TQM rests on a simple but revolutionary idea: quality is not one department’s job. It is the responsibility of the entire organization.
The Eight Principles of TQM
1. Customer Focus Quality is defined by the customer, not by engineers. All decisions are evaluated for their impact on customer satisfaction.
2. Leadership Management must embody and promote quality culture. Without leadership commitment, TQM remains a communications program.
3. Staff Involvement Every employee is an actor in quality. Ideas for improvement often come from those doing daily work, not managers.
4. Process Approach Quality results from well-defined and controlled processes. Rather than fixing people, we improve processes.
5. System Approach The organization is an interconnected system. Optimizing one part can degrade the whole. Systemic vision is essential.
6. Continuous Improvement Improvement is permanent, not a project with an end. Kaizen (small continuous improvements) manifests this principle.
7. Decision Based on Facts Decisions must be based on measurable data, not intuitions or hierarchies. “In God we trust. All others must bring data.” (W. Edwards Deming)
8. Mutually Beneficial Relationships with Suppliers Quality extends to partners. Quality suppliers produce quality software.
Deming’s 14 Points
W. Edwards Deming, the intellectual father of TQM, formulated 14 points for organizational transformation. The most relevant for software development:
- Eliminate fear: teams that fear punishment for mistakes hide problems. Transparency requires psychological safety.
- Eliminate numerical goals: quotas create counterproductive behaviors (hidden bugs, rushed features to hit metrics).
- Institute leadership: the manager’s role is to help teams work better, not control.
- Continuously improve the system: improvement is an endless process, not a one-time project.
TQM in Software Development
TQM has rich application in software, often without being explicitly named:
Code reviews: collective responsibility for code quality, not just the developer who wrote the line.
Blameless post-mortems: analyze incidents without seeking a culprit. Improve the process that allowed the bug to reach production.
Automated tests: systematic validation processes that do not depend on individual vigilance.
Definition of Done: quality standards everyone understands and respects.
Team retrospectives: improvement forums where the team identifies and resolves its own process problems.
TQM and Sinra
Sinra embodies several TQM principles in its design. The notion of testings as a first-class activity (not an optional add-on) reflects the “quality integrated” philosophy. Customizable statuses allow modeling precise quality processes.

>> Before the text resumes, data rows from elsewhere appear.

use crate::gazetteer::{self, Place};
use crate::record::LocationData;
use rstar::{Point as RstarPoint, RTree};
use std::path::PathBuf;
use std::sync::OnceLock;

/// A gazetteer entry projected into degree space for the R-tree. Carries
/// the index of its `Place` so the tree stays small.
#[derive(Debug, Clone, PartialEq)]
pub struct IndexedPlace {
    lat: f64,
    lon: f64,
    place: u32,
}

impl RstarPoint for IndexedPlace {
    type Scalar = f64;
    const DIMENSIONS: usize = 2;

    fn generate(mut generator: impl FnMut(usize) -> Self::Scalar) -> Self {
        Self {
            lat: generator(0),
            lon: generator(1),
            place: u32::MAX,
        }
    }

    fn nth(&self, index: usize) -> Self::Scalar {
        match index {
            0 => self.lat,
            1 => self.lon,
            _ => unreachable!(),
        }
    }

    fn nth_mut(&mut self, index: usize) -> &mut Self::Scalar {
        match index {
            0 => &mut self.lat,
            1 => &mut self.lon,
            _ => unreachable!(),
        }
    }
}

struct GeoIndex {
    places: Vec<Place>,
    tree: RTree<IndexedPlace>,
}

/// Nearest-populated-place lookup over a static gazetteer.
///
/// The index is built once on `initialize` and read-only afterwards, so
/// queries need no locking. A missing or unreadable gazetteer is not
/// fatal: the geocoder stays uninitialized, warns once, and every query
/// returns `None`.
pub struct Geocoder {
    gazetteer_path: Option<PathBuf>,
    minimum_population: u64,
    index: OnceLock<Option<GeoIndex>>,
}

impl Geocoder {
    pub fn new(gazetteer_path: Option<PathBuf>, minimum_population: u64) -> Self {
        Self {
            gazetteer_path,
            minimum_population,
            index: OnceLock::new(),
        }
    }

    /// A geocoder that never resolves anything. Used when no gazetteer is
    /// configured.
    pub fn disabled() -> Self {
        Self::new(None, 0)
    }

    /// Builds the spatial index. Idempotent: the second and later calls
    /// are no-ops regardless of whether the first succeeded.
    pub fn initialize(&self) {
        self.index.get_or_init(|| self.build_index());
    }

    pub fn is_initialized(&self) -> bool {
        matches!(self.index.get(), Some(Some(_)))
    }

    fn build_index(&self) -> Option<GeoIndex> {
        let path = self.gazetteer_path.as_ref()?;
        let loaded = match gazetteer::load(path) {
            Ok(loaded) => loaded,
            Err(err) => {
                tracing::warn!(
                    "geocoding disabled, could not load gazetteer {}: {err:#}",
                    path.display()
                );
                return None;
            }
        };

        let mut places = Vec::new();
        let mut points = Vec::new();
        for place in loaded.places {
            if place.population < self.minimum_population {
                continue;
            }
            points.push(IndexedPlace {
                lat: place.latitude,
                lon: place.longitude,
                place: places.len() as u32,
            });
            places.push(place);
        }

        tracing::debug!(
            "geocoder index ready: {} places (min population {})",
            places.len(),
            self.minimum_population
        );
        Some(GeoIndex {
            places,
            tree: RTree::bulk_load(points),
        })
    }

    /// Returns the nearest admitted place for the coordinates, or `None`
    /// when the index is empty or was never initialized. Distance is
    /// Euclidean in degree space; there is no radius cap, so ocean
    /// coordinates resolve to the nearest coast.
    pub fn reverse_geocode(&self, latitude: f64, longitude: f64) -> Option<LocationData> {
        let index = self.index.get()?.as_ref()?;
        let query = IndexedPlace {
            lat: latitude,
            lon: longitude,
            place: u32::MAX,
        };
        let nearest = index.tree.nearest_neighbor(&query)?;
        let place = &index.places[nearest.place as usize];
        Some(LocationData {
            city: place.name.clone(),
            district: non_empty(&place.admin2),
            state: non_empty(&place.admin1),
            country: non_empty(&place.country),
            population: place.population,
        })
    }
}

fn non_empty(value: &str) -> Option<String> {
    if value.is_empty() {
        None
    } else {
        Some(value.to_string())
    }
}
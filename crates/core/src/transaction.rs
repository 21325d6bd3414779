use crate::constants::{LOG_DIR_NAME, LOG_FILE_PREFIX};
use crate::planner::OperationKind;
use anyhow::{Context, Result};
use chrono::{DateTime, Utc};
use serde::{Deserialize, Serialize};
use std::fs;
use std::io::Write;
use std::path::{Path, PathBuf};

#[derive(Debug, Clone, Copy, PartialEq, Eq, Serialize, Deserialize)]
pub enum TransactionStatus {
    InProgress,
    Completed,
    Failed,
    RolledBack,
}

/// One executed mutation. Entries are appended only after the filesystem
/// call has returned, so the log never claims work that did not happen.
#[derive(Debug, Clone, PartialEq, Serialize, Deserialize)]
#[serde(rename_all = "camelCase")]
pub struct LoggedOperation {
    pub source_path: PathBuf,
    pub destination_path: PathBuf,
    pub operation: OperationKind,
    pub file_size: u64,
    pub timestamp: DateTime<Utc>,
    pub checksum: Option<String>,
}

/// The persisted record of one run. Serialized as indented camelCase JSON
/// under `<destination>/.photocopy-logs/`.
#[derive(Debug, Clone, PartialEq, Serialize, Deserialize)]
#[serde(rename_all = "camelCase")]
pub struct TransactionLog {
    pub transaction_id: String,
    pub start_time: DateTime<Utc>,
    pub end_time: Option<DateTime<Utc>>,
    pub source_directory: PathBuf,
    pub destination_pattern: String,
    pub is_dry_run: bool,
    pub status: TransactionStatus,
    pub error_message: Option<String>,
    pub operations: Vec<LoggedOperation>,
    pub created_directories: Vec<PathBuf>,
}

impl TransactionLog {
    /// Opens a transaction. The id is time-prefixed so log files sort
    /// lexicographically by start instant.
    pub fn begin(source: &Path, destination_pattern: &str, is_dry_run: bool) -> Self {
        Self {
            transaction_id: new_transaction_id(),
            start_time: Utc::now(),
            end_time: None,
            source_directory: source.to_path_buf(),
            destination_pattern: destination_pattern.to_string(),
            is_dry_run,
            status: TransactionStatus::InProgress,
            error_message: None,
            operations: Vec::new(),
            created_directories: Vec::new(),
        }
    }

    pub fn log_operation(&mut self, entry: LoggedOperation) {
        debug_assert_eq!(self.status, TransactionStatus::InProgress);
        self.operations.push(entry);
    }

    pub fn log_directory_created(&mut self, directory: PathBuf) {
        debug_assert_eq!(self.status, TransactionStatus::InProgress);
        self.created_directories.push(directory);
    }

    pub fn complete(&mut self) {
        if self.status != TransactionStatus::InProgress {
            tracing::warn!(
                "ignoring complete() on transaction {} in state {:?}",
                self.transaction_id,
                self.status
            );
            return;
        }
        self.status = TransactionStatus::Completed;
        self.end_time = Some(Utc::now());
    }

    pub fn fail(&mut self, message: impl Into<String>) {
        if self.status != TransactionStatus::InProgress {
            tracing::warn!(
                "ignoring fail() on transaction {} in state {:?}",
                self.transaction_id,
                self.status
            );
            return;
        }
        self.status = TransactionStatus::Failed;
        self.error_message = Some(message.into());
        self.end_time = Some(Utc::now());
    }

    /// Only a completed transaction can be rolled back; the rollback
    /// module validates that before calling this.
    pub fn mark_rolled_back(&mut self) {
        debug_assert_eq!(self.status, TransactionStatus::Completed);
        self.status = TransactionStatus::RolledBack;
    }

    pub fn log_path(destination_root: &Path, transaction_id: &str) -> PathBuf {
        destination_root
            .join(LOG_DIR_NAME)
            .join(format!("{LOG_FILE_PREFIX}{transaction_id}.json"))
    }

    /// Persists the full document under the destination root and returns
    /// the log path.
    pub fn save(&self, destination_root: &Path) -> Result<PathBuf> {
        let path = Self::log_path(destination_root, &self.transaction_id);
        self.save_to(&path)?;
        Ok(path)
    }

    /// Atomic write: temp file in the target directory, fsync, rename.
    /// A failed save never leaves a half-written log behind.
    pub fn save_to(&self, path: &Path) -> Result<()> {
        let parent = path
            .parent()
            .with_context(|| format!("log path has no parent: {}", path.display()))?;
        fs::create_dir_all(parent)
            .with_context(|| format!("failed to create log directory: {}", parent.display()))?;

        let body = serde_json::to_string_pretty(self).context("failed to serialize transaction log")?;
        let mut temp = tempfile::NamedTempFile::new_in(parent)
            .with_context(|| format!("failed to create temp log in {}", parent.display()))?;
        temp.write_all(body.as_bytes())
            .with_context(|| format!("failed to write log: {}", path.display()))?;
        temp.as_file()
            .sync_all()
            .with_context(|| format!("failed to sync log: {}", path.display()))?;
        temp.persist(path)
            .with_context(|| format!("failed to persist log: {}", path.display()))?;
        Ok(())
    }

    pub fn load(path: &Path) -> Result<Self> {
        let raw = fs::read_to_string(path)
            .with_context(|| format!("failed to read transaction log: {}", path.display()))?;
        serde_json::from_str(&raw)
            .with_context(|| format!("transaction log is corrupt: {}", path.display()))
    }
}

fn new_transaction_id() -> String {
    let timestamp = Utc::now().format("%Y%m%d-%H%M%S");
    let random = uuid::Uuid::new_v4().simple().to_string();
    format!("{timestamp}-{}", &random[..8])
}
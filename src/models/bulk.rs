use serde_json::json;

use crate::error::Result;
use crate::models::document::Document;

/// Upper bound on a single `_bulk` request body. Matches the destination's
/// default http request limits with headroom.
pub const MAX_BULK_BYTES: usize = 100_000_000;

/// Encode one document as a two-line bulk record: the `create` action line
/// followed by the untouched `_source` payload, each newline-terminated.
pub fn encode_record(doc: &Document) -> Result<Vec<u8>> {
    let mut record = serde_json::to_vec(&json!({ "create": doc }))?;
    record.push(b'\n');
    record.extend_from_slice(&serde_json::to_vec(&doc.source)?);
    record.push(b'\n');
    Ok(record)
}

/// Accumulates encoded bulk records for a single worker. Each worker owns
/// exactly one buffer, so appends never contend; only the flush itself is
/// serialized across the pool.
#[derive(Debug)]
pub struct BulkBuffer {
    buf: Vec<u8>,
    max_bytes: usize,
    docs: u64,
}

impl BulkBuffer {
    pub fn new() -> Self {
        Self::with_max_bytes(MAX_BULK_BYTES)
    }

    pub fn with_max_bytes(max_bytes: usize) -> Self {
        Self {
            buf: Vec::new(),
            max_bytes,
            docs: 0,
        }
    }

    /// True when appending `incoming_len` more bytes would push the request
    /// body past the ceiling, i.e. the buffer must be flushed first.
    pub fn wants_flush(&self, incoming_len: usize) -> bool {
        self.buf.len() + incoming_len > self.max_bytes
    }

    pub fn push_record(&mut self, record: &[u8]) {
        self.buf.extend_from_slice(record);
        self.docs += 1;
    }

    pub fn is_empty(&self) -> bool {
        self.buf.is_empty()
    }

    pub fn len(&self) -> usize {
        self.buf.len()
    }

    pub fn docs(&self) -> u64 {
        self.docs
    }

    /// Hand the accumulated body over for a flush and reset the buffer. The
    /// last record already carries the trailing newline the bulk API wants.
    pub fn take_payload(&mut self) -> (Vec<u8>, u64) {
        let docs = self.docs;
        self.docs = 0;
        (std::mem::take(&mut self.buf), docs)
    }
}

impl Default for BulkBuffer {
    fn default() -> Self {
        Self::new()
    }
}

#[cfg(test)]
mod tests {
    use super::*;
    use serde_json::Map;

    fn doc(id: &str) -> Document {
        let mut source = Map::new();
        source.insert("field".to_string(), serde_json::json!("value"));
        Document {
            index: "logs".to_string(),
            doc_type: "entry".to_string(),
            id: id.to_string(),
            source,
        }
    }

    #[test]
    fn record_is_exactly_two_lines() {
        let record = encode_record(&doc("1")).unwrap();
        let text = String::from_utf8(record).unwrap();
        let lines: Vec<&str> = text.trim_end().split('\n').collect();
        assert_eq!(lines.len(), 2);
        assert!(text.ends_with('\n'));

        let action: serde_json::Value = serde_json::from_str(lines[0]).unwrap();
        assert_eq!(action["create"]["_index"], "logs");
        assert_eq!(action["create"]["_type"], "entry");
        assert_eq!(action["create"]["_id"], "1");

        let source: serde_json::Value = serde_json::from_str(lines[1]).unwrap();
        assert_eq!(source["field"], "value");
    }

    #[test]
    fn source_payload_is_copied_verbatim_without_metadata() {
        let record = encode_record(&doc("1")).unwrap();
        let text = String::from_utf8(record).unwrap();
        let source_line = text.trim_end().split('\n').nth(1).unwrap();
        assert!(!source_line.contains("_index"));
        assert!(!source_line.contains("_id"));
    }

    #[test]
    fn flush_triggers_before_the_ceiling_is_crossed() {
        let record = encode_record(&doc("1")).unwrap();
        let mut buffer = BulkBuffer::with_max_bytes(record.len() * 2);

        assert!(!buffer.wants_flush(record.len()));
        buffer.push_record(&record);
        assert!(!buffer.wants_flush(record.len()));
        buffer.push_record(&record);
        // a third record would exceed the ceiling, so a flush is due first
        assert!(buffer.wants_flush(record.len()));
        assert_eq!(buffer.docs(), 2);
    }

    #[test]
    fn take_payload_resets_the_buffer() {
        let record = encode_record(&doc("1")).unwrap();
        let mut buffer = BulkBuffer::new();
        buffer.push_record(&record);

        let (payload, docs) = buffer.take_payload();
        assert_eq!(docs, 1);
        assert_eq!(payload, record);
        assert!(buffer.is_empty());
        assert_eq!(buffer.docs(), 0);
    }
}
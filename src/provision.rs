use tracing::info;

use crate::error::{MigrateError, Result};
use crate::es_client::EsClient;
use crate::models::index_meta::IndexDefinition;

/// Delete each index on the destination. A 404 means the index was never
/// there, which is the state we wanted anyway; any other non-success aborts
/// the run with the destination's response body. Indexes already deleted
/// stay deleted, there is no rollback.
pub async fn delete_indexes(client: &EsClient, definitions: &[IndexDefinition]) -> Result<()> {
    for def in definitions {
        let resp = client.delete_index(&def.name).await?;
        if resp.is_not_found() {
            continue;
        }
        if !resp.is_success() {
            return Err(MigrateError::Provisioning {
                index: def.name.clone(),
                body: resp.body,
            });
        }
        info!("deleted index: {}", def.name);
    }
    Ok(())
}

/// Create each index on the destination from its resolved definition. Any
/// non-success response is fatal; indexes created before the failure are
/// left in place.
pub async fn create_indexes(client: &EsClient, definitions: &[IndexDefinition]) -> Result<()> {
    for def in definitions {
        let body = def.creation_body();
        let resp = client.create_index(&def.name, &body).await?;
        if !resp.is_success() {
            return Err(MigrateError::Provisioning {
                index: def.name.clone(),
                body: resp.body,
            });
        }
        info!("created index: {}", def.name);
    }
    Ok(())
}
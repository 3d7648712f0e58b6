use std::path::Path;

use twelf::config;
use twelf::reexports::serde::{Deserialize, Serialize};

use crate::error::{MigrateError, Result as MigrateResult};

/// Optional endpoints file (YAML). Lets `--source`/`--dest` refer to a named
/// endpoint carrying basic auth and custom CA roots instead of a bare URL.
#[config]
#[derive(Debug, Default)]
pub struct Config {
    endpoints: Vec<Endpoint>,
}

#[derive(Debug, Deserialize, Serialize, Clone)]
pub struct Endpoint {
    #[serde(default)]
    name: String,
    url: String,
    #[serde(default)]
    basic_auth: Option<BasicAuth>,
    #[serde(default)]
    root_certificates: Vec<String>,
}

#[derive(Debug, Deserialize, Serialize, Clone)]
pub struct BasicAuth {
    username: String,
    #[serde(default)]
    password: Option<String>,
}

impl Config {
    pub fn load(path: &Path) -> MigrateResult<Self> {
        Config::with_layers(&[twelf::Layer::Yaml(path.to_path_buf())])
            .map_err(|e| MigrateError::Config(format!("failed to load {path:?}: {e}")))
    }

    pub fn get_endpoints(&self) -> &Vec<Endpoint> {
        &self.endpoints
    }

    /// Resolve a CLI endpoint argument: a configured endpoint name wins,
    /// anything else is treated as a plain URL.
    pub fn resolve_endpoint(&self, name_or_url: &str) -> Endpoint {
        self.endpoints
            .iter()
            .find(|endpoint| endpoint.name == name_or_url)
            .cloned()
            .unwrap_or_else(|| Endpoint::from_url(name_or_url))
    }
}

impl Endpoint {
    pub fn from_url(url: &str) -> Self {
        Self {
            name: String::default(),
            url: url.trim_end_matches('/').to_string(),
            basic_auth: None,
            root_certificates: Vec::new(),
        }
    }

    pub fn get_name(&self) -> &str {
        &self.name
    }

    pub fn get_url(&self) -> &str {
        self.url.trim_end_matches('/')
    }

    pub fn get_root_certificates(&self) -> &Vec<String> {
        &self.root_certificates
    }

    pub fn has_basic_auth(&self) -> bool {
        self.basic_auth.is_some()
    }

    pub fn get_username(&self) -> String {
        self.basic_auth
            .as_ref()
            .map(|auth| auth.username.clone())
            .unwrap_or_default()
    }

    pub fn get_password(&self) -> Option<String> {
        self.basic_auth.as_ref().and_then(|auth| auth.password.clone())
    }
}

#[cfg(test)]
mod tests {
    use super::*;

    fn named(name: &str, url: &str) -> Endpoint {
        Endpoint {
            name: name.to_string(),
            url: url.to_string(),
            basic_auth: Some(BasicAuth {
                username: "elastic".to_string(),
                password: Some("secret".to_string()),
            }),
            root_certificates: Vec::new(),
        }
    }

    #[test]
    fn resolves_configured_endpoint_by_name() {
        let config = Config {
            endpoints: vec![named("prod", "https://es-prod:9200")],
        };
        let endpoint = config.resolve_endpoint("prod");
        assert_eq!(endpoint.get_url(), "https://es-prod:9200");
        assert!(endpoint.has_basic_auth());
    }

    #[test]
    fn falls_back_to_raw_url() {
        let config = Config::default();
        let endpoint = config.resolve_endpoint("http://localhost:9200/");
        assert_eq!(endpoint.get_url(), "http://localhost:9200");
        assert!(!endpoint.has_basic_auth());
    }
}
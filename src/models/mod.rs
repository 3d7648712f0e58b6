pub mod bulk;
pub mod cluster_health;
pub mod document;
pub mod index_meta;
pub mod scroll_response;
pub mod server_info;
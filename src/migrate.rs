use std::sync::atomic::{AtomicU64, Ordering};
use std::sync::Arc;
use std::time::Instant;

use human_bytes::human_bytes;
use indicatif::{ProgressBar, ProgressStyle};
use tokio::sync::{mpsc, Mutex};
use tokio::task::JoinHandle;
use tracing::{debug, error, info};

use crate::error::{MigrateError, Result};
use crate::es_client::EsClient;
use crate::models::bulk::{encode_record, BulkBuffer};
use crate::models::document::Document;
use crate::models::scroll_response::ScrollPage;

/// Which pipeline stage produced an error event.
#[derive(Debug, Clone, Copy, PartialEq, Eq)]
pub enum Stage {
    Scroll,
    Document,
    Bulk,
}

impl std::fmt::Display for Stage {
    fn fmt(&self, f: &mut std::fmt::Formatter<'_>) -> std::fmt::Result {
        let label = match self {
            Stage::Scroll => "scroll",
            Stage::Document => "document",
            Stage::Bulk => "bulk",
        };
        f.write_str(label)
    }
}

/// A recoverable failure, reported and skipped. Never retried.
#[derive(Debug)]
pub struct ErrorEvent {
    pub stage: Stage,
    pub message: String,
}

/// Producer side of the error sink. Every stage funnels failures here; one
/// dedicated task logs them so the pipeline itself never stops to report.
#[derive(Clone)]
struct ErrorSink {
    tx: mpsc::UnboundedSender<ErrorEvent>,
}

impl ErrorSink {
    fn report(&self, stage: Stage, message: impl Into<String>) {
        // the reporter outlives every producer; a send can only fail during
        // teardown, when there is nobody left to read the event anyway
        let _ = self.tx.send(ErrorEvent {
            stage,
            message: message.into(),
        });
    }
}

/// What to do when the destination rejects a bulk flush.
#[derive(Debug, Clone, Copy, PartialEq, Eq, clap::ValueEnum)]
pub enum FlushErrorPolicy {
    /// Report the failure and drop the batch (the original tool's behavior).
    Drop,
    /// Fail the run with the destination's response.
    Abort,
}

impl std::fmt::Display for FlushErrorPolicy {
    fn fmt(&self, f: &mut std::fmt::Formatter<'_>) -> std::fmt::Result {
        match self {
            FlushErrorPolicy::Drop => f.write_str("drop"),
            FlushErrorPolicy::Abort => f.write_str("abort"),
        }
    }
}

#[derive(Debug, Clone)]
pub struct CopyOptions {
    pub page_size: u64,
    pub scroll_ttl: String,
    pub workers: usize,
    pub flush_error_policy: FlushErrorPolicy,
}

#[derive(Debug, Default, Clone)]
pub struct CopyStats {
    pub docs_written: u64,
    pub flushes: u64,
    pub bytes_flushed: u64,
    pub errors: u64,
    pub duration_secs: f64,
}

#[derive(Default)]
struct WriteCounters {
    docs_written: AtomicU64,
    flushes: AtomicU64,
    bytes_flushed: AtomicU64,
}

/// Stream every document matching `pattern` from the source into the
/// destination's bulk endpoint.
///
/// One reader task advances the scroll and feeds a bounded queue sized to
/// one page per worker; `workers` tasks compete for documents, serialize
/// them into private buffers and flush through a single shared mutex, so at
/// most one bulk request is in flight at any time. Closing the queue after
/// the scroll terminates is the only shutdown signal: workers drain what is
/// buffered, flush the residue and exit.
pub async fn copy_documents(
    source: &EsClient,
    dest: &EsClient,
    pattern: &str,
    opts: &CopyOptions,
) -> Result<CopyStats> {
    let started = Instant::now();

    // Opening state: one-shot initial query. A malformed open is fatal,
    // unlike anything that happens while streaming.
    let resp = source
        .open_scroll(pattern, &opts.scroll_ttl, opts.page_size)
        .await?;
    if !resp.is_success() {
        return Err(MigrateError::ScrollOpen(format!(
            "{}: {}",
            resp.status, resp.body
        )));
    }
    let opened = ScrollPage::parse(&resp.body)
        .map_err(|e| MigrateError::ScrollOpen(e.to_string()))?;
    info!(
        "scroll opened over {}: {} documents to copy",
        pattern, opened.total_hits
    );

    let progress = create_progress_bar(opened.total_hits);

    // enough of a buffer to hold one full page per worker
    let capacity = (opts.page_size as usize).saturating_mul(opts.workers).max(1);
    let (doc_tx, doc_rx) = async_channel::bounded::<Document>(capacity);

    let (err_tx, err_rx) = mpsc::unbounded_channel::<ErrorEvent>();
    let sink = ErrorSink { tx: err_tx };
    let reporter = spawn_reporter(err_rx);

    let counters = Arc::new(WriteCounters::default());
    let flush_lock = Arc::new(Mutex::new(()));

    let mut workers: Vec<JoinHandle<Result<()>>> = Vec::with_capacity(opts.workers);
    for worker_id in 0..opts.workers {
        workers.push(tokio::spawn(write_worker(
            worker_id,
            doc_rx.clone(),
            dest.clone(),
            sink.clone(),
            Arc::clone(&counters),
            Arc::clone(&flush_lock),
            progress.clone(),
            opts.flush_error_policy,
        )));
    }
    drop(doc_rx);

    // Streaming state: replay the current cursor until the server says the
    // cursor is gone (clean end) or a page comes back empty or broken.
    let mut scroll_id = opened.scroll_id;
    'streaming: loop {
        let resp = match source.continue_scroll(&scroll_id, &opts.scroll_ttl).await {
            Ok(resp) => resp,
            Err(err) => {
                sink.report(Stage::Scroll, err.to_string());
                break 'streaming;
            }
        };
        if resp.is_not_found() {
            // cursor exhausted or expired; end of stream, not an error
            break 'streaming;
        }
        if !resp.is_success() {
            sink.report(
                Stage::Scroll,
                format!("bad scroll response {}: {}", resp.status, resp.body),
            );
            break 'streaming;
        }
        let page = match ScrollPage::parse(&resp.body) {
            Ok(page) => page,
            Err(err) => {
                sink.report(Stage::Scroll, format!("undecodable scroll page: {err}"));
                break 'streaming;
            }
        };
        scroll_id = page.scroll_id;
        for reason in page.dropped {
            sink.report(Stage::Document, reason);
        }
        if page.docs.is_empty() {
            break 'streaming;
        }
        for doc in page.docs {
            if doc_tx.send(doc).await.is_err() {
                // every worker is gone; only happens when a flush aborted
                break 'streaming;
            }
        }
    }

    // close-then-drain contract: dropping the sender is the shutdown signal
    drop(doc_tx);

    let mut first_failure: Option<MigrateError> = None;
    for handle in workers {
        match handle.await {
            Ok(Ok(())) => {}
            Ok(Err(err)) => {
                if first_failure.is_none() {
                    first_failure = Some(err);
                }
            }
            Err(join_err) => {
                if first_failure.is_none() {
                    first_failure = Some(MigrateError::WorkerPool(format!(
                        "worker task panicked: {join_err}"
                    )));
                }
            }
        }
    }
    progress.finish_and_clear();

    drop(sink);
    let errors = reporter.await.unwrap_or(0);

    if let Some(err) = first_failure {
        return Err(err);
    }

    Ok(CopyStats {
        docs_written: counters.docs_written.load(Ordering::Relaxed),
        flushes: counters.flushes.load(Ordering::Relaxed),
        bytes_flushed: counters.bytes_flushed.load(Ordering::Relaxed),
        errors,
        duration_secs: started.elapsed().as_secs_f64(),
    })
}

fn spawn_reporter(mut rx: mpsc::UnboundedReceiver<ErrorEvent>) -> JoinHandle<u64> {
    tokio::spawn(async move {
        let mut count = 0u64;
        while let Some(event) = rx.recv().await {
            count += 1;
            error!("{} error: {}", event.stage, event.message);
        }
        count
    })
}

#[allow(clippy::too_many_arguments)]
async fn write_worker(
    worker_id: usize,
    rx: async_channel::Receiver<Document>,
    dest: EsClient,
    sink: ErrorSink,
    counters: Arc<WriteCounters>,
    flush_lock: Arc<Mutex<()>>,
    progress: ProgressBar,
    policy: FlushErrorPolicy,
) -> Result<()> {
    let mut buffer = BulkBuffer::new();

    while let Ok(doc) = rx.recv().await {
        if let Err(reason) = doc.validate() {
            sink.report(Stage::Document, reason);
            continue;
        }
        let record = match encode_record(&doc) {
            Ok(record) => record,
            Err(err) => {
                sink.report(
                    Stage::Document,
                    format!("failed encoding document {}: {err}", doc.id),
                );
                continue;
            }
        };
        if buffer.wants_flush(record.len()) {
            flush(&dest, &flush_lock, &mut buffer, &sink, &counters, policy).await?;
        }
        buffer.push_record(&record);
        progress.inc(1);
    }

    // queue closed and drained; push out whatever is left
    flush(&dest, &flush_lock, &mut buffer, &sink, &counters, policy).await?;
    debug!("worker {} done", worker_id);
    Ok(())
}

async fn flush(
    dest: &EsClient,
    flush_lock: &Mutex<()>,
    buffer: &mut BulkBuffer,
    sink: &ErrorSink,
    counters: &WriteCounters,
    policy: FlushErrorPolicy,
) -> Result<()> {
    if buffer.is_empty() {
        return Ok(());
    }
    let (payload, docs) = buffer.take_payload();
    let bytes = payload.len() as u64;

    // one in-flight bulk request across the whole pool
    let _guard = flush_lock.lock().await;
    let outcome = dest.bulk(payload).await;
    match outcome {
        Ok(resp) if resp.is_success() => {
            counters.docs_written.fetch_add(docs, Ordering::Relaxed);
            counters.flushes.fetch_add(1, Ordering::Relaxed);
            counters.bytes_flushed.fetch_add(bytes, Ordering::Relaxed);
            debug!("flushed {} docs ({})", docs, human_bytes(bytes as f64));
            Ok(())
        }
        Ok(resp) => {
            let message = format!("bad bulk response {}: {}", resp.status, resp.body);
            fail_flush(sink, policy, message)
        }
        Err(err) => fail_flush(sink, policy, err.to_string()),
    }
}

// Default policy is report-and-drop, faithful to the original tool; the
// batch is already gone from the buffer either way.
fn fail_flush(sink: &ErrorSink, policy: FlushErrorPolicy, message: String) -> Result<()> {
    match policy {
        FlushErrorPolicy::Drop => {
            sink.report(Stage::Bulk, message);
            Ok(())
        }
        FlushErrorPolicy::Abort => Err(MigrateError::BulkRejected(message)),
    }
}

fn create_progress_bar(total: u64) -> ProgressBar {
    let pb = if total > 0 {
        ProgressBar::new(total)
    } else {
        ProgressBar::new_spinner()
    };
    pb.set_style(
        ProgressStyle::default_bar()
            .template("{spinner:.green} [{elapsed_precise}] [{bar:40.cyan/blue}] {pos}/{len}")
            .unwrap_or_else(|_| ProgressStyle::default_bar())
            .progress_chars("#>-"),
    );
    pb
}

The knowledge base via pages allows capitalizing learning and documenting quality standards shared by the entire team.
TQM vs Six Sigma
TQM and Six Sigma pursue similar objectives but differ in approach:
| Criterion | TQM | Six Sigma |
|---|---|---|
| Focus | Global quality culture | Measurable defect reduction |
| Approach | Philosophical and cultural | Statistical and analytical |
| Responsibility | Entire organization | Certified experts (Black Belts) |
| Measurement | Qualitative + quantitative | Essentially quantitative |
| Timeline | Long term | Defined projects |
Conclusion
TQM is not a method to implement in 3 months. It is a cultural transformation that can take years. But organizations that truly internalize it develop lasting quality resilience that competitors struggle to replicate. In 2026, TQM principles are at the heart of best DevOps practices, “blameless” cultures, and site reliability engineering (SRE).